“A warm welcome to Zingcreed, the religious blog that takes Jesus seriously and tries to do his teachings justice. And for that you do not need St Paul’s help. After all, that misogynistic scribbler never read the gospels nor met Jesus; and the first thing he did after seeing his vision of Jesus on the road to Damascus was to go down to Saudi Arabia for 3 years! Some convert!

Once again I am picking up Herzog’s book on parables in the British Library, here in London, and taking his in-depth analysis to pieces and summarizing it in simplified form. I am not writing for theologians – I would never be so presumptuous, and they should have no difficulty comprehending the complicated original anyway. I am writing for myself andfor readers with the understanding of an intelligent “Sixth Former”, which in the British education system means a 17-19 year old student who hopes to go on to further education. Why them? Because that’s the group of people I know best as I have earned my bread teaching them for quarter of a century (and enjoyed it very much!)
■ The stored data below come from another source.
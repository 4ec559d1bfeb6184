//! Shell completions command

use clap::CommandFactory;

use crate::cli::CompletionsArgs;
use crate::error::Result;

/// Generate shell completions
pub fn run(args: CompletionsArgs) -> Result<()> {
    let shell_name = args.shell.to_lowercase();
    let shell = match shell_name.as_str() {
        "bash" => clap_complete::Shell::Bash,
        "elvish" => clap_complete::Shell::Elvish,
        "fish" => clap_complete::Shell::Fish,
        "powershell" | "pwsh" => clap_complete::Shell::PowerShell,
        "zsh" => clap_complete::Shell::Zsh,
        _ => {
            eprintln!("Unknown shell: {}", args.shell);
            eprintln!("Supported shells: bash, elvish, fish, powershell, zsh");
            std::process::exit(1);
        }
    };

    let mut cmd = <crate::cli::Cli as CommandFactory>::command();
    clap_complete::generate(shell, &mut cmd, "gcp-teardown", &mut std::io::stdout().lock());

    Ok(())
}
The Zingcreed motto remains: More Jesus, Less Christ, No God!
(Yes I really am an atheist, as well as my own theologian in residence.)

In solidarity,

Peter Turner, M.A., M.Sc.”

canon1f,Fuji4GB,2015 103


5/ Jesus said to them, “Suppose you have a friend who comes to you in the middle of the night and says to you, ‘Friend, lend me  three loaves,
6/ for a friend of mine on a trip has just shown up and I have nothing to offer him.’
7/ And suppose you reply, ‘Stop bothering me. The door is already locked and my children and I are in bed. I can’t get up to give you anything’ –
8/ I tell you, even though you won’t get up and give the friend anything out of friendship, yet you will get up and give the other whatever is needed because you’d be ashamed not to.”
(Luke 11:5-8; Scholars translation from the Jesus Seminar)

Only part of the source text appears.